First-Year Associate Salaries Are Up: Time For Another Raise?

First-Year Associate Salaries Are Up: Time For Another Raise?

What’s Raise the average first-year associate salary Raise? As of 2014, it’s about $83,000, according to The American Lawyer’s annual survey of top-grossing law firms in the U.S. Is it time to ask for another raise? Just because salaries are up doesn’t mean that you should ask your boss for more money — but what you can do is prepare to be better positioned than ever before to negotiate your salary when you negotiate your next position in the future, according to LegalZoom CEO Tom Morneweck.

2018 Big Law Bonuses

Much has been made about the historically low bonus for first-year associates. The reasons for this have been hotly debated and are not my focus in this piece.

What is worth noting, however, is that these bonuses are up significantly from last year’s measly $10,000 average. It is quite an improvement from last year’s 10% which translated to an average of just $1,100 per person. This is not a little bump up either.

This year, mean first-year bonuses were up to $25,679. The figure was much higher for larger firms with more than 1,000 lawyers with a mean of $82,325. Meanwhile, medium-sized firms had an average first-year bonus of $23,934 and small firms had an average of $18,217. At every firm size, there was an increase from last year’s numbers.

Update Bonus Amounts Every Year – Third Paragraph: Keep in mind that while bonuses are up from last year it is no time to rest on your laurels or become complacent.

The problem with first-year associates raises

One of the most common ways that law firms raise salaries is by setting first-year associate salaries to reflect an even steeper fall in subsequent years. However, this strategy seems to be having a more negative impact than anticipated.

In many instances, new hires are not signing up for work as quickly as projected and this has led to either a drastic change in hiring policies (less experienced candidates) or mass layoffs at smaller firms. All told, it doesn’t seem like raising first-year associate salaries is going to lead to much good for any party involved and may do more harm than good.

Raises are based on your performance

Performance is the biggest variable in determining salary for the year. Associates who hit their performance targets will earn a $2,000 bonus on top of their already up 3% raise;

those who exceeded their targets will receive a $4,000 bonus on top of their already up 4% raise. The best way to maximize your compensation is to know and understand your goals and set aside time every day to work towards achieving them.

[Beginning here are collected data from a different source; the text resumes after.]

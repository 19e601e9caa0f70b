//! Orchestrator for the notelink desktop agent: pairs a clinical-notes
//! window with a form-filling window, captures and merges fields from the
//! former and pastes them into the latter.

pub mod logging;

pub mod agent;
pub mod capture;
pub mod config;
pub mod context;
pub mod error;
pub mod geometry;
pub mod inject;
pub mod panel;
pub mod platform;
pub mod records;

#[cfg(test)]
mod testing;

pub use agent::{AgentController, AgentDeps, AgentState, AgentStatus, FieldSource, SessionField, SubscriptionId};
pub use capture::{CandidateField, FieldExtractor, LocalOcrExtractor, MacScreenCapture, ScreenCapture, VisionExtractor};
pub use config::{AgentConfig, ExtractorSettings, RecordSettings};
pub use error::{AgentError, ErrorKind, ErrorReport};
pub use panel::{PanelPhase, PanelSurface};
pub use platform::{MacOsAutomation, OsAutomation, WindowRef};
pub use records::{RecordClient, RecordProfile, RecordSession};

How to get another raise if you’re already at the top of your class

To get a raise, first, take stock of your accomplishments. Take a look at how you’re measuring up to other members of your class, what new skills you’ve learned since last year, and which projects you’re working on that are crucial to the firm’s success.

Doing well in these areas will show management that you deserve more money for all the hard work you put in. It also doesn’t hurt to have allies in the office or ones

higher up than you advocating for increased responsibilities. Most importantly, time is on your side. Waiting until a fiscal quarter closes may seem like jumping the gun, but considering that bonuses are typically calculated four times a year, there may be an opportunity soon enough!

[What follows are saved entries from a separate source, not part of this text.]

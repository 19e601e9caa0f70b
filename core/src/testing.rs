//! In-memory stand-ins for the OS, capture, extraction and UI boundaries.

use std::collections::VecDeque;
use std::sync::{Arc, Mutex, MutexGuard};

use async_trait::async_trait;
use tokio::sync::Notify;

use crate::capture::{CandidateField, FieldExtractor, ScreenCapture};
use crate::error::AgentError;
use crate::panel::PanelSurface;
use crate::platform::{
    CaptureRect, FrontmostWindow, Keystroke, OsAutomation, ScreenSize, WindowBounds, WindowRef,
};

pub const FAKE_SCREEN: ScreenSize = ScreenSize {
    width: 1512,
    height: 982,
};

#[derive(Debug, Clone)]
pub struct FakeWindow {
    pub app_name: String,
    pub title: String,
    pub bounds: WindowBounds,
    pub fullscreen: bool,
    index: u32,
}

impl FakeWindow {
    pub fn new(app_name: &str, title: &str, bounds: WindowBounds) -> Self {
        Self {
            app_name: app_name.to_string(),
            title: title.to_string(),
            bounds,
            fullscreen: false,
            index: 0,
        }
    }

    pub fn fullscreen(mut self) -> Self {
        self.fullscreen = true;
        self
    }

    fn window_ref(&self) -> WindowRef {
        WindowRef::new(self.app_name.clone(), self.title.clone(), Some(self.index))
    }
}

#[derive(Debug, Default)]
struct FakeOsState {
    windows: Vec<FakeWindow>,
    frontmost: Option<FrontmostWindow>,
    clipboard: String,
    clipboard_writes: Vec<String>,
    keystrokes: Vec<Keystroke>,
    pasted: Vec<String>,
    set_bounds_calls: usize,
    deny_permissions: bool,
    fail_frontmost: bool,
    fail_window_list: bool,
    fail_paste: bool,
    fail_clipboard_read: bool,
}

#[derive(Debug, Default)]
pub struct FakeOs {
    state: Mutex<FakeOsState>,
}

impl FakeOs {
    pub fn new() -> Self {
        Self::default()
    }

    pub fn with_windows(windows: Vec<FakeWindow>) -> Self {
        let os = Self::new();
        for window in windows {
            os.add_window(window);
        }
        os
    }

    fn lock(&self) -> MutexGuard<'_, FakeOsState> {
        self.state.lock().expect("fake os state poisoned")
    }

    /// Windows get 1-based indices per process in insertion order.
    pub fn add_window(&self, mut window: FakeWindow) -> WindowRef {
        let mut state = self.lock();
        let next_index = state
            .windows
            .iter()
            .filter(|existing| existing.app_name.eq_ignore_ascii_case(&window.app_name))
            .map(|existing| existing.index)
            .max()
            .unwrap_or(0)
            + 1;
        window.index = next_index;
        let window_ref = window.window_ref();
        state.windows.push(window);
        window_ref
    }

    pub fn set_frontmost(&self, app_name: &str, title: &str) {
        self.lock().frontmost = Some(FrontmostWindow {
            app_name: app_name.to_string(),
            window_title: title.to_string(),
        });
    }

    pub fn clear_frontmost(&self) {
        self.lock().frontmost = None;
    }

    pub fn bounds_of(&self, app_name: &str, index: u32) -> Option<WindowBounds> {
        self.lock()
            .windows
            .iter()
            .find(|window| window.app_name == app_name && window.index == index)
            .map(|window| window.bounds)
    }

    /// Bring a window to the front of its process, renumbering the others
    /// the way System Events does.
    pub fn raise_window(&self, app_name: &str, index: u32) {
        for window in self.lock().windows.iter_mut() {
            if window.app_name != app_name {
                continue;
            }
            if window.index == index {
                window.index = 1;
            } else if window.index < index {
                window.index += 1;
            }
        }
    }

    pub fn close_window(&self, app_name: &str, index: u32) {
        self.lock()
            .windows
            .retain(|window| !(window.app_name == app_name && window.index == index));
    }

    pub fn set_bounds_calls(&self) -> usize {
        self.lock().set_bounds_calls
    }

    pub fn set_clipboard(&self, text: &str) {
        self.lock().clipboard = text.to_string();
    }

    pub fn clipboard(&self) -> String {
        self.lock().clipboard.clone()
    }

    pub fn clipboard_writes(&self) -> Vec<String> {
        self.lock().clipboard_writes.clone()
    }

    pub fn pasted_values(&self) -> Vec<String> {
        self.lock().pasted.clone()
    }

    pub fn keystrokes(&self) -> Vec<Keystroke> {
        self.lock().keystrokes.clone()
    }

    pub fn deny_permissions(&self, deny: bool) {
        self.lock().deny_permissions = deny;
    }

    pub fn fail_frontmost(&self, fail: bool) {
        self.lock().fail_frontmost = fail;
    }

    pub fn fail_window_list(&self, fail: bool) {
        self.lock().fail_window_list = fail;
    }

    pub fn fail_paste(&self, fail: bool) {
        self.lock().fail_paste = fail;
    }

    pub fn fail_clipboard_read(&self, fail: bool) {
        self.lock().fail_clipboard_read = fail;
    }
}

fn denied(what: &str) -> AgentError {
    AgentError::PermissionDenied(format!("{what}: not allowed assistive access"))
}

fn find<'a>(state: &'a mut FakeOsState, window: &WindowRef) -> Result<&'a mut FakeWindow, AgentError> {
    state
        .windows
        .iter_mut()
        .find(|candidate| candidate.window_ref().is_same_window(window))
        .ok_or_else(|| {
            AgentError::NoMatchingWindow(format!(
                "Can't get window {} of {}",
                window.window_index(),
                window.app_name
            ))
        })
}

impl OsAutomation for FakeOs {
    fn query_frontmost(&self) -> Result<Option<FrontmostWindow>, AgentError> {
        let state = self.lock();
        if state.deny_permissions {
            return Err(denied("query frontmost"));
        }
        if state.fail_frontmost {
            return Err(AgentError::ExternalService("System Events timed out".into()));
        }
        Ok(state.frontmost.clone())
    }

    fn list_visible_windows(&self) -> Result<Vec<WindowRef>, AgentError> {
        let state = self.lock();
        if state.deny_permissions {
            return Err(denied("list windows"));
        }
        if state.fail_window_list {
            return Err(AgentError::ExternalService("System Events timed out".into()));
        }
        Ok(state.windows.iter().map(FakeWindow::window_ref).collect())
    }

    fn window_bounds(&self, window: &WindowRef) -> Result<WindowBounds, AgentError> {
        let mut state = self.lock();
        Ok(find(&mut state, window)?.bounds)
    }

    fn set_window_bounds(&self, window: &WindowRef, bounds: &WindowBounds) -> Result<(), AgentError> {
        let mut state = self.lock();
        if state.deny_permissions {
            return Err(denied("set bounds"));
        }
        state.set_bounds_calls += 1;
        find(&mut state, window)?.bounds = *bounds;
        Ok(())
    }

    fn is_fullscreen(&self, window: &WindowRef) -> Result<bool, AgentError> {
        let mut state = self.lock();
        Ok(find(&mut state, window)?.fullscreen)
    }

    fn screen_size(&self) -> Result<ScreenSize, AgentError> {
        Ok(FAKE_SCREEN)
    }

    fn send_keystroke(&self, keystroke: Keystroke) -> Result<(), AgentError> {
        let mut state = self.lock();
        if state.deny_permissions || (state.fail_paste && keystroke == Keystroke::Paste) {
            return Err(denied("keystroke"));
        }
        if keystroke == Keystroke::Paste {
            let value = state.clipboard.clone();
            state.pasted.push(value);
        }
        state.keystrokes.push(keystroke);
        Ok(())
    }

    fn read_clipboard(&self) -> Result<String, AgentError> {
        let state = self.lock();
        if state.fail_clipboard_read {
            return Err(AgentError::ExternalService("pbpaste failed".into()));
        }
        Ok(state.clipboard.clone())
    }

    fn write_clipboard(&self, text: &str) -> Result<(), AgentError> {
        let mut state = self.lock();
        state.clipboard = text.to_string();
        state.clipboard_writes.push(text.to_string());
        Ok(())
    }
}

#[derive(Debug, Default)]
pub struct FakeCapture {
    fail: Mutex<bool>,
    calls: Mutex<usize>,
}

impl FakeCapture {
    pub fn new() -> Self {
        Self::default()
    }

    pub fn fail(&self, fail: bool) {
        *self.fail.lock().expect("fake capture poisoned") = fail;
    }

    pub fn calls(&self) -> usize {
        *self.calls.lock().expect("fake capture poisoned")
    }

    fn shoot(&self) -> Result<Vec<u8>, AgentError> {
        *self.calls.lock().expect("fake capture poisoned") += 1;
        if *self.fail.lock().expect("fake capture poisoned") {
            return Err(AgentError::PermissionDenied("screen capture produced no image".into()));
        }
        Ok(b"\x89PNG fake".to_vec())
    }
}

impl ScreenCapture for FakeCapture {
    fn capture_full_screen(&self) -> Result<Vec<u8>, AgentError> {
        self.shoot()
    }

    fn capture_region(&self, _rect: &CaptureRect) -> Result<Vec<u8>, AgentError> {
        self.shoot()
    }
}

/// Replays queued extraction results. An empty queue yields no fields. With
/// a gate installed every call announces itself on `started` and then waits
/// for the gate to be notified.
#[derive(Debug, Default)]
pub struct FakeExtractor {
    results: Mutex<VecDeque<Result<Vec<CandidateField>, AgentError>>>,
    hints: Mutex<Vec<Option<String>>>,
    gate: Option<(Arc<Notify>, Arc<Notify>)>,
}

impl FakeExtractor {
    pub fn new() -> Self {
        Self::default()
    }

    pub fn gated(started: Arc<Notify>, release: Arc<Notify>) -> Self {
        Self {
            gate: Some((started, release)),
            ..Self::default()
        }
    }

    pub fn push_fields(&self, fields: Vec<CandidateField>) {
        self.results
            .lock()
            .expect("fake extractor poisoned")
            .push_back(Ok(fields));
    }

    pub fn push_error(&self, error: AgentError) {
        self.results
            .lock()
            .expect("fake extractor poisoned")
            .push_back(Err(error));
    }

    pub fn hints(&self) -> Vec<Option<String>> {
        self.hints.lock().expect("fake extractor poisoned").clone()
    }
}

#[async_trait]
impl FieldExtractor for FakeExtractor {
    async fn extract(&self, _image: &[u8], hint: Option<&str>) -> Result<Vec<CandidateField>, AgentError> {
        self.hints
            .lock()
            .expect("fake extractor poisoned")
            .push(hint.map(str::to_string));
        if let Some((started, release)) = &self.gate {
            started.notify_one();
            release.notified().await;
        }
        self.results
            .lock()
            .expect("fake extractor poisoned")
            .pop_front()
            .unwrap_or_else(|| Ok(Vec::new()))
    }
}

pub fn candidate(id: &str, label: &str, value: &str, confidence: f64) -> CandidateField {
    CandidateField {
        id: id.to_string(),
        label: label.to_string(),
        value: value.to_string(),
        field_type: None,
        confidence,
    }
}

#[derive(Debug, Clone, Copy, PartialEq, Eq)]
pub enum SurfaceEvent {
    PanelX(i32),
    ShowPanel,
    HidePanel,
    ShowIcon,
    HideIcon,
    ShowPairing,
    HidePairing,
}

#[derive(Debug, Default)]
pub struct FakeSurface {
    events: Mutex<Vec<SurfaceEvent>>,
}

impl FakeSurface {
    pub fn new() -> Self {
        Self::default()
    }

    pub fn events(&self) -> Vec<SurfaceEvent> {
        self.events.lock().expect("fake surface poisoned").clone()
    }

    pub fn count(&self, event: SurfaceEvent) -> usize {
        self.events().into_iter().filter(|seen| *seen == event).count()
    }

    pub fn panel_positions(&self) -> Vec<i32> {
        self.events()
            .into_iter()
            .filter_map(|event| match event {
                SurfaceEvent::PanelX(x) => Some(x),
                _ => None,
            })
            .collect()
    }

    fn push(&self, event: SurfaceEvent) -> anyhow::Result<()> {
        self.events.lock().expect("fake surface poisoned").push(event);
        Ok(())
    }
}

impl PanelSurface for FakeSurface {
    fn set_panel_x(&self, x: i32) -> anyhow::Result<()> {
        self.push(SurfaceEvent::PanelX(x))
    }

    fn show_panel(&self) -> anyhow::Result<()> {
        self.push(SurfaceEvent::ShowPanel)
    }

    fn hide_panel(&self) -> anyhow::Result<()> {
        self.push(SurfaceEvent::HidePanel)
    }

    fn show_floating_icon(&self) -> anyhow::Result<()> {
        self.push(SurfaceEvent::ShowIcon)
    }

    fn hide_floating_icon(&self) -> anyhow::Result<()> {
        self.push(SurfaceEvent::HideIcon)
    }

    fn show_pairing(&self) -> anyhow::Result<()> {
        self.push(SurfaceEvent::ShowPairing)
    }

    fn hide_pairing(&self) -> anyhow::Result<()> {
        self.push(SurfaceEvent::HidePairing)
    }
}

I deserve more than a $10k raise

In the past, my raise was based on my performance. I did well and I got a 10% raise. Last year, it was based on the deal market and firm size.

I outperformed and got another 10%. This year it looks like it’s all about base salaries. Again, I will outperform but not by enough to get a meaningful increase – about $10k. Shouldn’t this be based on my actual performance or should we just assume that more is better in an economy with a stagnant wage growth rate of 1% per year?

3 tips on how to negotiate a better salary

Negotiating a better salary is not easy, but it doesn’t have to be scary. Here are some tips to help you prepare and stand your ground.

Learn the company’s compensation philosophy before starting a conversation — read their employee handbook or talk to human resources.

Even if you don’t find what you’re looking for, learning about the types of salaries they offer will give you ammunition. Knowing how they’re structured (salary versus commission) can help determine whether there’s room for negotiation in the first place.

Find out what salaries other employees in similar positions make — it might seem shady, but it’s usually legal to ask them how much money they earn in a typical week or month depending on the type of position you want.

Keep browsing Law Scribd for more updates.